# What the exercise asks
From the records below, take each line where the string "false" shows up and copy it.

# Stored items
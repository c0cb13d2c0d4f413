//! 统一错误处理
//!
//! 提供结构化错误类型和错误处理机制

use std::fmt;

use thiserror::Error;

use crate::env::EnvError;

/// 笔记服务错误类型
#[derive(Error, Debug, Clone, PartialEq)]
pub enum NoteError {
    /// 笔记不存在
    #[error("笔记不存在: {0}")]
    NotFound(u64),

    /// 输入验证错误
    #[error("输入无效: {0}")]
    InvalidArgument(String),

    /// 外部翻译函数失败（只在任务层面出现，不会返回给请求方）
    #[error("翻译失败: {0}")]
    TranslationFailed(String),

    /// 任务队列已满或已关闭
    #[error("任务队列不可用: {0}")]
    QueueUnavailable(String),

    /// 存储错误
    #[error("存储错误: {0}")]
    Storage(String),

    /// 序列化错误
    #[error("序列化错误: {0}")]
    Serialization(String),

    /// 配置错误
    #[error("配置错误: {0}")]
    Config(String),

    /// 超时错误
    #[error("操作超时: {0}")]
    Timeout(String),

    /// 内部错误
    #[error("内部错误: {0}")]
    Internal(String),
}

impl NoteError {
    /// 检查错误是否可重试
    pub fn is_retryable(&self) -> bool {
        match self {
            NoteError::TranslationFailed(_) => true,
            NoteError::Timeout(_) => true,
            NoteError::QueueUnavailable(_) => true,
            NoteError::Storage(_) => true,
            NoteError::NotFound(_) => false,
            NoteError::InvalidArgument(_) => false,
            NoteError::Serialization(_) => false,
            NoteError::Config(_) => false,
            NoteError::Internal(_) => false,
        }
    }

    /// 获取错误的严重程度
    pub fn severity(&self) -> ErrorSeverity {
        match self {
            NoteError::NotFound(_) => ErrorSeverity::Info,
            NoteError::InvalidArgument(_) => ErrorSeverity::Info,
            NoteError::TranslationFailed(_) => ErrorSeverity::Error,
            NoteError::QueueUnavailable(_) => ErrorSeverity::Warning,
            NoteError::Storage(_) => ErrorSeverity::Error,
            NoteError::Serialization(_) => ErrorSeverity::Error,
            NoteError::Config(_) => ErrorSeverity::Critical,
            NoteError::Timeout(_) => ErrorSeverity::Warning,
            NoteError::Internal(_) => ErrorSeverity::Critical,
        }
    }
}

/// 错误严重程度
#[derive(Debug, Clone, Copy, PartialEq, Eq, PartialOrd, Ord, Hash)]
pub enum ErrorSeverity {
    Info,
    Warning,
    Error,
    Critical,
}

impl From<std::io::Error> for NoteError {
    fn from(error: std::io::Error) -> Self {
        NoteError::Storage(format!("IO错误: {}", error))
    }
}

impl From<serde_json::Error> for NoteError {
    fn from(error: serde_json::Error) -> Self {
        NoteError::Serialization(format!("JSON序列化错误: {}", error))
    }
}

impl From<toml::de::Error> for NoteError {
    fn from(error: toml::de::Error) -> Self {
        NoteError::Config(format!("TOML解析错误: {}", error))
    }
}

impl From<redb::Error> for NoteError {
    fn from(error: redb::Error) -> Self {
        NoteError::Storage(format!("redb错误: {}", error))
    }
}

impl From<reqwest::Error> for NoteError {
    fn from(error: reqwest::Error) -> Self {
        if error.is_timeout() {
            NoteError::Timeout(format!("翻译API请求超时: {}", error))
        } else {
            NoteError::TranslationFailed(format!("翻译API请求失败: {}", error))
        }
    }
}

impl From<tokio::time::error::Elapsed> for NoteError {
    fn from(error: tokio::time::error::Elapsed) -> Self {
        NoteError::Timeout(format!("异步操作超时: {}", error))
    }
}

impl From<EnvError> for NoteError {
    fn from(error: EnvError) -> Self {
        NoteError::Config(error.to_string())
    }
}

/// 错误结果类型别名
pub type NoteResult<T> = Result<T, NoteError>;

/// 错误处理助手函数
pub mod helpers {
    use super::*;

    /// 按严重程度记录错误
    pub fn log_error(error: &NoteError) {
        match error.severity() {
            ErrorSeverity::Info => tracing::info!("{}", error),
            ErrorSeverity::Warning => tracing::warn!("{}", error),
            ErrorSeverity::Error => tracing::error!("{}", error),
            ErrorSeverity::Critical => tracing::error!("严重错误: {}", error),
        }
    }

    /// 创建输入验证错误
    pub fn validation_error<T: fmt::Display>(msg: T) -> NoteError {
        NoteError::InvalidArgument(msg.to_string())
    }

    /// 创建配置错误
    pub fn config_error<T: fmt::Display>(msg: T) -> NoteError {
        NoteError::Config(msg.to_string())
    }
}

# Result of the task
            NoteError::NotFound(_) => false,
            NoteError::InvalidArgument(_) => false,
            NoteError::Serialization(_) => false,
            NoteError::Config(_) => false,
            NoteError::Internal(_) => false,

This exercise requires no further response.